Korean Government Leaders Bash Kakao for “Digital Platform Disaster”
|It is amazing the consternation the loss of Kakao services for about two days has caused in South Korea and now the government is ready to step in and regulate them to prevent another “digital platform disaster”:
The ruling and main opposition parties lashed out at tech giant Kakao Corp. on Monday, branding a massive service disruption that occurred over the weekend as a “digital platform disaster” and summoning its founder to a parliamentary audit.
On Saturday afternoon, a fire started at a SK C&C building that houses the data center that Kakao uses, prompting a power outage that disrupted the company’s namesake messaging service KakaoTalk, as well as ride-hailing and public services tied to the app that more than 40 million use.
The blaze also affected Naver, the country’s top internal portal, which uses the same data center.
“The point of this crisis was that the business did not have appropriate backup systems in order to cut costs,” Rep. Park Hong-geun, floor leader of the main opposition Democratic Party (DP), said, accusing Kakao of failing to “think about responsibilities while maintaining the market dominant position.”
“Considering that digital services provided by the private sector have deeply permeated into the people’s lives, we can no longer leave things to individual companies,” he said. “We will swiftly provide legislative measures so that we will not again become helpless against such digital platform disasters.”
Yonhap
You can read more at the link.
Korea needs to get their IT act together.
Not exactly IT… but a failure for the same reasons Korea’s software fails:
Any time I deal with a Korean company for support, I am left with a bad taste.
I am ashamed to say I have influenced some large purchasing decisions to America and Japan because I looked at the websites for all three products.
Korean company websites come in two flavors.
1. The original website they made in 1996 when they were proud to have the first online presence in their industry. That would actually be great except there is absolutely nothing useful on it. I can find out how many lathes or what brand of fusion splicer they have. I can find a stylized map to their factory with north not necessarily at the top. I can find a cut and paste word from the CEO talking about whatever CEOs talked about in the mid-90s.
Product manual? Software? Any mention at all of the 20 thousand dollar product they sold 5 years ago?
You jest.
2. The most amazing website you have ever seen. The coder clearly went down the list of tricks and included every one of them… not quite correctly, sometimes… six levels of menus close as you move toward the thing you want… and you won’t be accessing it on a computer made in the previous decade… and you might have your epilepsy triggered with all the random motion on the screen.

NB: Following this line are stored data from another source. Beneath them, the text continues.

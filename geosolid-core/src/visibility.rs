//! Back-face classification, edge visibility and painter's-algorithm ordering.
//!
//! All of it runs on one array of view-rotated vertices, built once per
//! render by [`ViewSpace::new`]. Projection reads the same array, so the
//! drawn silhouette and the front/back split cannot disagree.

use serde::{Deserialize, Serialize};
use tracing::{instrument, warn};

use crate::geometry::{centroid, cross, normalize, Point3D, SolidGeometry, Vec3};
use crate::projection::{to_screen, ProjectedPoint, ProjectionConfig};

/// Whether an edge should be drawn solid or dashed.
#[derive(Debug, Clone, Copy, PartialEq, Eq, Serialize, Deserialize)]
#[serde(rename_all = "lowercase")]
pub enum EdgeVisibility {
    Visible,
    Hidden,
}

impl EdgeVisibility {
    pub fn is_visible(&self) -> bool {
        matches!(self, EdgeVisibility::Visible)
    }
}

/// Outward unit normal of `face`, from its first three vertices.
///
/// Faces with fewer than three resolvable vertices, or whose leading
/// vertices are collinear, get `+Z`.
pub fn face_normal(vertices: &[Point3D], face: &[usize]) -> Vec3 {
    let corners: Option<Vec<&Point3D>> = face.iter().take(3).map(|&i| vertices.get(i)).collect();
    let Some([a, b, c]) = corners.as_deref() else {
        return Vec3::z();
    };

    let normal = normalize(&cross(&(*b - *a), &(*c - *a)));
    if normal == Vec3::zeros() {
        warn!(?face, "collinear face, falling back to +Z normal");
        return Vec3::z();
    }
    normal
}

/// A solid rotated into view space.
///
/// Camera sits on +Z looking toward -Z: a face whose rotated normal has a
/// positive Z component faces the viewer, and larger Z is nearer.
#[derive(Debug, Clone)]
pub struct ViewSpace<'a> {
    geometry: &'a SolidGeometry,
    config: ProjectionConfig,
    rotated: Vec<Point3D>,
    front_facing: Vec<bool>,
    /// Faces incident to each vertex.
    vertex_faces: Vec<Vec<usize>>,
}

impl<'a> ViewSpace<'a> {
    pub fn new(geometry: &'a SolidGeometry, config: &ProjectionConfig) -> Self {
        let rotation = config.rotation();
        let rotated: Vec<Point3D> = geometry.vertices().iter().map(|v| rotation.apply(v)).collect();

        let front_facing = geometry
            .faces()
            .iter()
            .map(|face| face_normal(&rotated, face).z > 0.0)
            .collect();

        let mut vertex_faces = vec![Vec::new(); rotated.len()];
        for (f, face) in geometry.faces().iter().enumerate() {
            for &v in face {
                vertex_faces[v].push(f);
            }
        }

        Self {
            geometry,
            config: *config,
            rotated,
            front_facing,
            vertex_faces,
        }
    }

    /// Vertices after the view rotation, in source order.
    pub fn rotated_vertices(&self) -> &[Point3D] {
        &self.rotated
    }

    pub fn is_face_front_facing(&self, face: usize) -> bool {
        self.front_facing[face]
    }

    pub fn front_facing(&self) -> &[bool] {
        &self.front_facing
    }

    /// View-space Z of the face centroid.
    pub fn face_depth(&self, face: usize) -> f64 {
        let points: Vec<Point3D> = self.geometry.faces()[face]
            .iter()
            .map(|&i| self.rotated[i])
            .collect();
        centroid(&points).z
    }

    /// Face indices ordered back to front. Equal depths keep their mesh
    /// order.
    pub fn sort_faces_by_depth(&self) -> Vec<usize> {
        let depths: Vec<f64> = (0..self.geometry.faces().len())
            .map(|f| self.face_depth(f))
            .collect();
        let mut order: Vec<usize> = (0..depths.len()).collect();
        order.sort_by(|&a, &b| depths[a].total_cmp(&depths[b]));
        order
    }

    /// Faces that contain both endpoints of edge `(a, b)`.
    fn adjacent_faces(&self, (a, b): (usize, usize)) -> impl Iterator<Item = usize> + '_ {
        self.vertex_faces[a]
            .iter()
            .copied()
            .filter(move |f| self.vertex_faces[b].contains(f))
    }

    /// An edge is visible when any adjacent face is front facing.
    pub fn edge_visibility(&self, edge: usize) -> EdgeVisibility {
        let endpoints = self.geometry.edges()[edge];
        if self.adjacent_faces(endpoints).any(|f| self.front_facing[f]) {
            EdgeVisibility::Visible
        } else {
            EdgeVisibility::Hidden
        }
    }

    pub fn edge_visibilities(&self) -> Vec<EdgeVisibility> {
        (0..self.geometry.edges().len())
            .map(|e| self.edge_visibility(e))
            .collect()
    }

    /// A vertex is visible when it lies on at least one front-facing face.
    pub fn is_vertex_visible(&self, vertex: usize) -> bool {
        self.vertex_faces[vertex].iter().any(|&f| self.front_facing[f])
    }

    /// Screen-space vertices with their visibility filled in.
    pub fn project(&self, center_x: f64, center_y: f64, scale: f64) -> Vec<ProjectedPoint> {
        self.rotated
            .iter()
            .enumerate()
            .map(|(i, p)| ProjectedPoint {
                visible: self.is_vertex_visible(i),
                ..to_screen(p, &self.config, center_x, center_y, scale)
            })
            .collect()
    }
}

/// Face indices in painter's order for `geometry` under `config`.
#[instrument(skip_all, fields(faces = geometry.faces().len()))]
pub fn sort_faces_by_depth(geometry: &SolidGeometry, config: &ProjectionConfig) -> Vec<usize> {
    ViewSpace::new(geometry, config).sort_faces_by_depth()
}

/// Visibility of every edge of `geometry` under `config`, in edge order.
#[instrument(skip_all, fields(edges = geometry.edges().len()))]
pub fn edge_visibilities(geometry: &SolidGeometry, config: &ProjectionConfig) -> Vec<EdgeVisibility> {
    ViewSpace::new(geometry, config).edge_visibilities()
}

/// Front-facing flag of every face of `geometry` under `config`.
pub fn front_facing_faces(geometry: &SolidGeometry, config: &ProjectionConfig) -> Vec<bool> {
    ViewSpace::new(geometry, config).front_facing().to_vec()
}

Product manual? Software? Any mention at all of the 20 thousand dollar product they sold 5 years ago?
You continue to jest.
And as a bonus, unlike the simple website, there are more menus but an equal lack of useful information.
America, Taiwan, Japan, even China, generally have websites with all the useful stuff you need… many times in a way that is attractive but not vomit-inducing visual noise.
This is not a technology problem. This is not a coding skill problem. This is a thinking problem.
Fortunately, Koreans are clever and adaptable… so there is hope.
…but pretty much having the monopoly on social media and a lot of other things but having no backup makes that hope fade a little bit.
Come on Korea… get your act together or Korea companies will go the way of Sharp, Toshiba, Takata, and Mitsubishi.